Galen Crum, chairman of the tribal Minerals Council, whose job it is to protect the mineral estate, said that the council has met with two wind companies planning on erecting about 200 turbines on the prairie.
“They are talking about using an awful lot of ground,” Crum said. “They weren’t thinking about the mineral estate – just about compensating landowners.
Crum said wind leases last a half-century.
“How are we supposed to know the price of oil in 50 years?”
Wind Capital Group of St. Louis and TradeWind Energy of Lenexa, Kan., plan two 15-megawatt developments. A third wind company, Invenergy, is studying wind potential around Grainola, a tiny community in extreme northwest Osage County.
The companies have not found buyers for the power they would harvest from the wind, a key factor in whether the projects go forward.
Crum said the area is home to many active and plugged wells, some ripe for reopening as the price of oil rises and new technology makes extraction more efficient.
Red Eagle echoed preservationists who have opposed the wind farms, saying that the developments would have an adverse impact on the tallgrass prairie, “a true national treasure” whose last small fragments remain only in Osage County and in Kansas.
In Kansas, Gov. Sam Brownback last month declared a moratorium on future wind development in the Flint Hills area of the prairie, an area now designated the Tallgrass Heartland.
The Osage County wind farms would not be built in the Nature Conservancy’s Tallgrass Prairie Preserve but would be visible from it. Preserve Director Bob Hamilton has urged the county and the state to steer wind development to areas of the county that are not ecologically sensitive. The prairie, on and off the Nature Conservancy’s preserve, is home to numerous birds of prey and the greater prairie chicken, the latter being increasingly rare birds that avoid nesting around tall structures.
“Not all areas in the Osage are sensitive,” Hamilton said. “What makes the tallgrass prairie so special is its big landscape. It’s not just local – it has global significance.”
Hamilton said the Conservancy wants to extend federal conservation easements, now offered to ranchers in Kansas’ Flint Hills, into Oklahoma.

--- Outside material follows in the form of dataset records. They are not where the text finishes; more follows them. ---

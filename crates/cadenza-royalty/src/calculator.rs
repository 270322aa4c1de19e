//! Pro-rata royalty calculation.
//!
//! All monetary math is in integer cents with round-half-to-even
//! (`cadenza_types::money`), so aggregate drift across a distribution
//! batch stays bounded.
//!
//! [`calculate`] is the per-creator contract: pool share, tier
//! multiplier, fraud discount. Because the multiplier is applied after
//! the pro-rata division, summing `calculate` outputs across creators
//! can exceed the pool. [`allocate`] is what actually feeds the ledger:
//! it folds each creator's multiplier into the weight before
//! normalizing, so the allocated total never exceeds the pool.

use serde::{Deserialize, Serialize};

use cadenza_types::money::mul_div_round_half_even;
use cadenza_types::CreatorId;

use crate::{Result, RoyaltyError};

/// Breakdown of one creator's royalty for a period.
///
/// Ephemeral: produced once per creator per distribution period and
/// immediately turned into a ledger transaction with this breakdown as
/// metadata.
#[derive(Clone, Debug, PartialEq, Eq, Serialize, Deserialize)]
pub struct RoyaltyCalculationResult {
    /// Pro-rata pool share before the tier multiplier.
    pub base_amount: u64,
    /// Tier multiplier in basis points (10_000 = 1.0x).
    pub tier_multiplier_bps: u64,
    /// Base amount with the tier multiplier applied.
    pub final_amount: u64,
    /// Fraud-flagged qualified streams in the period.
    pub fraud_stream_count: u64,
    /// Final amount discounted by the fraud ratio. This is what gets
    /// credited.
    pub adjusted_amount: u64,
    /// Adjusted amount per qualified stream, informational only.
    pub per_stream_rate: u64,
}

impl RoyaltyCalculationResult {
    fn zero(tier_multiplier_bps: u64, fraud_stream_count: u64) -> Self {
        Self {
            base_amount: 0,
            tier_multiplier_bps,
            final_amount: 0,
            fraud_stream_count,
            adjusted_amount: 0,
            per_stream_rate: 0,
        }
    }
}

/// One creator's input to a pool allocation.
#[derive(Clone, Debug)]
pub struct CreatorShare {
    pub creator_id: CreatorId,
    pub qualified_streams: u64,
    pub fraud_streams: u64,
    pub tier_multiplier_bps: u64,
}

/// A creator's allocated slice of a pool.
#[derive(Clone, Debug)]
pub struct Allocation {
    pub creator_id: CreatorId,
    pub result: RoyaltyCalculationResult,
}

fn validate_counts(qualified: u64, fraud: u64) -> Result<()> {
    if fraud > qualified {
        return Err(RoyaltyError::InvalidShare(format!(
            "fraud streams {fraud} exceed qualified streams {qualified}"
        )));
    }
    Ok(())
}

/// Discount an amount by the fraud ratio `fraud / qualified`.
fn fraud_adjust(amount: u64, qualified: u64, fraud: u64) -> Result<u64> {
    if qualified == 0 {
        return Ok(0);
    }
    mul_div_round_half_even(amount, qualified - fraud, qualified).ok_or(RoyaltyError::Overflow)
}

/// Per-creator royalty breakdown.
///
/// An empty platform period (`platform_qualified_streams == 0`) or a
/// creator with no qualified streams yields a zero result, not an error.
///
/// # Errors
///
/// - [`RoyaltyError::InvalidShare`] if counts are inconsistent
/// - [`RoyaltyError::Overflow`] on arithmetic overflow
pub fn calculate(
    pool_cents: u64,
    creator_qualified_streams: u64,
    platform_qualified_streams: u64,
    tier_multiplier_bps: u64,
    fraud_stream_count: u64,
) -> Result<RoyaltyCalculationResult> {
    validate_counts(creator_qualified_streams, fraud_stream_count)?;
    if creator_qualified_streams > platform_qualified_streams {
        return Err(RoyaltyError::InvalidShare(format!(
            "creator streams {creator_qualified_streams} exceed platform total {platform_qualified_streams}"
        )));
    }
    if platform_qualified_streams == 0 || creator_qualified_streams == 0 {
        return Ok(RoyaltyCalculationResult::zero(
            tier_multiplier_bps,
            fraud_stream_count,
        ));
    }

    let base_amount =
        mul_div_round_half_even(pool_cents, creator_qualified_streams, platform_qualified_streams)
            .ok_or(RoyaltyError::Overflow)?;
    let final_amount = mul_div_round_half_even(base_amount, tier_multiplier_bps, cadenza_types::BPS_SCALE)
        .ok_or(RoyaltyError::Overflow)?;
    let adjusted_amount =
        fraud_adjust(final_amount, creator_qualified_streams, fraud_stream_count)?;
    let per_stream_rate =
        mul_div_round_half_even(adjusted_amount, 1, creator_qualified_streams)
            .ok_or(RoyaltyError::Overflow)?;

    Ok(RoyaltyCalculationResult {
        base_amount,
        tier_multiplier_bps,
        final_amount,
        fraud_stream_count,
        adjusted_amount,
        per_stream_rate,
    })
}

/// Allocate a pool across creators, multiplier-weighted, capped at the
/// pool.
///
/// Each creator's weight is `qualified_streams * tier_multiplier_bps`;
/// the pool is divided over remaining weight sequentially, so the
/// pre-fraud amounts sum to the pool exactly and the fraud-discounted
/// credits can only sum to less. Creators with no qualified streams
/// receive a zero allocation.
///
/// # Errors
///
/// - [`RoyaltyError::InvalidShare`] if any share's counts are inconsistent
/// - [`RoyaltyError::Overflow`] on arithmetic overflow
pub fn allocate(pool_cents: u64, shares: &[CreatorShare]) -> Result<Vec<Allocation>> {
    let mut total_weight: u128 = 0;
    for share in shares {
        validate_counts(share.qualified_streams, share.fraud_streams)?;
        total_weight += share.qualified_streams as u128 * share.tier_multiplier_bps as u128;
    }

    let mut allocations = Vec::with_capacity(shares.len());
    let mut remaining_pool = pool_cents;
    let mut remaining_weight = total_weight;

    for share in shares {
        let weight = share.qualified_streams as u128 * share.tier_multiplier_bps as u128;
        if weight == 0 || remaining_weight == 0 {
            allocations.push(Allocation {
                creator_id: share.creator_id.clone(),
                result: RoyaltyCalculationResult::zero(
                    share.tier_multiplier_bps,
                    share.fraud_streams,
                ),
            });
            continue;
        }

        // Divide the remaining pool over the remaining weight; the last
        // weighted share absorbs the rounding residue.
        let weight_u64 = u64::try_from(weight).map_err(|_| RoyaltyError::Overflow)?;
        let remaining_weight_u64 =
            u64::try_from(remaining_weight).map_err(|_| RoyaltyError::Overflow)?;
        let amount = mul_div_round_half_even(remaining_pool, weight_u64, remaining_weight_u64)
            .ok_or(RoyaltyError::Overflow)?;
        remaining_pool -= amount;
        remaining_weight -= weight;

        let adjusted_amount =
            fraud_adjust(amount, share.qualified_streams, share.fraud_streams)?;
        let per_stream_rate =
            mul_div_round_half_even(adjusted_amount, 1, share.qualified_streams)
                .ok_or(RoyaltyError::Overflow)?;

        allocations.push(Allocation {
            creator_id: share.creator_id.clone(),
            result: RoyaltyCalculationResult {
                base_amount: amount,
                tier_multiplier_bps: share.tier_multiplier_bps,
                final_amount: amount,
                fraud_stream_count: share.fraud_streams,
                adjusted_amount,
                per_stream_rate,
            },
        });
    }

    tracing::trace!(
        pool_cents,
        creators = shares.len(),
        allocated = pool_cents - remaining_pool,
        "pool allocated"
    );

    Ok(allocations)
}

#[cfg(test)]
mod tests {
    use super::*;

    #[test]
    fn test_calculate_reference_numbers() {
        // pool $700, 80/100 streams, 2.0x tier, 10 fraud streams
        let result = calculate(70_000, 80, 100, 20_000, 10).expect("calculate");
        assert_eq!(result.base_amount, 56_000);
        assert_eq!(result.final_amount, 112_000);
        assert_eq!(result.adjusted_amount, 98_000);
        assert_eq!(result.per_stream_rate, 1_225);
        // The documented overshoot: a 2.0x creator's final amount can
        // exceed the whole pool. allocate() is what caps distribution.
        assert!(result.adjusted_amount > 70_000);
    }

    #[test]
    fn test_calculate_empty_platform_period() {
        let result = calculate(70_000, 0, 0, 15_000, 0).expect("calculate");
        assert_eq!(result.adjusted_amount, 0);
        assert_eq!(result.per_stream_rate, 0);
    }

    #[test]
    fn test_calculate_creator_without_streams() {
        let result = calculate(70_000, 0, 100, 15_000, 0).expect("calculate");
        assert_eq!(result.adjusted_amount, 0);
    }

    #[test]
    fn test_calculate_full_fraud() {
        let result = calculate(70_000, 50, 100, 10_000, 50).expect("calculate");
        assert_eq!(result.base_amount, 35_000);
        assert_eq!(result.adjusted_amount, 0);
    }

    #[test]
    fn test_calculate_inconsistent_counts() {
        assert!(calculate(70_000, 10, 100, 10_000, 11).is_err());
        assert!(calculate(70_000, 101, 100, 10_000, 0).is_err());
    }

    fn share(id: &str, qualified: u64, fraud: u64, mult: u64) -> CreatorShare {
        CreatorShare {
            creator_id: id.to_string(),
            qualified_streams: qualified,
            fraud_streams: fraud,
            tier_multiplier_bps: mult,
        }
    }

    #[test]
    fn test_allocate_single_creator_gets_pool() {
        let allocations =
            allocate(70_000, &[share("a", 80, 0, 20_000)]).expect("allocate");
        assert_eq!(allocations[0].result.base_amount, 70_000);
        assert_eq!(allocations[0].result.adjusted_amount, 70_000);
    }

    #[test]
    fn test_allocate_equal_weights() {
        let allocations = allocate(
            10_000,
            &[share("a", 50, 0, 10_000), share("b", 50, 0, 10_000)],
        )
        .expect("allocate");
        assert_eq!(allocations[0].result.adjusted_amount, 5_000);
        assert_eq!(allocations[1].result.adjusted_amount, 5_000);
    }

    #[test]
    fn test_allocate_multiplier_weighting() {
        // Same stream counts, one creator at 2.0x: weights 1:2
        let allocations = allocate(
            30_000,
            &[share("a", 100, 0, 10_000), share("b", 100, 0, 20_000)],
        )
        .expect("allocate");
        assert_eq!(allocations[0].result.adjusted_amount, 10_000);
        assert_eq!(allocations[1].result.adjusted_amount, 20_000);
    }

    #[test]
    fn test_allocate_never_exceeds_pool() {
        // The scenario where post-hoc multiplication would overshoot
        let allocations = allocate(
            70_000,
            &[share("a", 80, 10, 20_000), share("b", 20, 0, 10_000)],
        )
        .expect("allocate");
        let total: u64 = allocations.iter().map(|a| a.result.adjusted_amount).sum();
        assert!(total <= 70_000, "allocated {total} exceeds pool");

        let pre_fraud: u64 = allocations.iter().map(|a| a.result.base_amount).sum();
        assert_eq!(pre_fraud, 70_000, "pre-fraud allocation must exhaust pool");
    }

    #[test]
    fn test_allocate_awkward_pool_exhausts_exactly() {
        let shares = [
            share("a", 3, 0, 10_000),
            share("b", 3, 0, 10_000),
            share("c", 3, 0, 10_000),
        ];
        let allocations = allocate(1_000, &shares).expect("allocate");
        let total: u64 = allocations.iter().map(|a| a.result.base_amount).sum();
        assert_eq!(total, 1_000);
    }

    #[test]
    fn test_allocate_zero_stream_creator() {
        let allocations = allocate(
            10_000,
            &[share("a", 100, 0, 10_000), share("b", 0, 0, 20_000)],
        )
        .expect("allocate");
        assert_eq!(allocations[1].result.adjusted_amount, 0);
        assert_eq!(allocations[0].result.adjusted_amount, 10_000);
    }

    #[test]
    fn test_allocate_empty_shares() {
        let allocations = allocate(10_000, &[]).expect("allocate");
        assert!(allocations.is_empty());
    }

    #[test]
    fn test_allocate_fraud_discount_applies_per_creator() {
        let allocations = allocate(
            20_000,
            &[share("clean", 50, 0, 10_000), share("flagged", 50, 25, 10_000)],
        )
        .expect("allocate");
        assert_eq!(allocations[0].result.adjusted_amount, 10_000);
        // Half the flagged creator's streams are fraudulent
        assert_eq!(allocations[1].result.adjusted_amount, 5_000);
    }
}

The easements would grant ranchers a one-time payment equivalent to one-third to 40 percent of the value of their land to prevent development.
“The easements lock in the status quo,” Hamilton said.
Red Eagle said wind farms create a “very limited” number of jobs – eight to 10 permanent jobs per farm and 150-200 construction jobs for nine months, most for specialized workers who have to be brought in, according to the wind companies.
“Our governor is encouraging wind development in Oklahoma, particularly in the western part of the state,” Red Eagle said. “Our county commissioners need revenue enhancement to effectively serve the citizens, just as the landowners see a financial opportunity for themselves.
“However, I believe there are other financial opportunities that can be explored and alternatives found for the land owners as well, such as conservation easements.”
Aaron Cooper, Gov. Mary Fallin’s spokesman, said Fallin sees wind as key to bringing more jobs and investment into Oklahoma.
“She also believes,” Cooper added, that “new wind energy projects should take into account local concerns, environmental issues and private property rights.”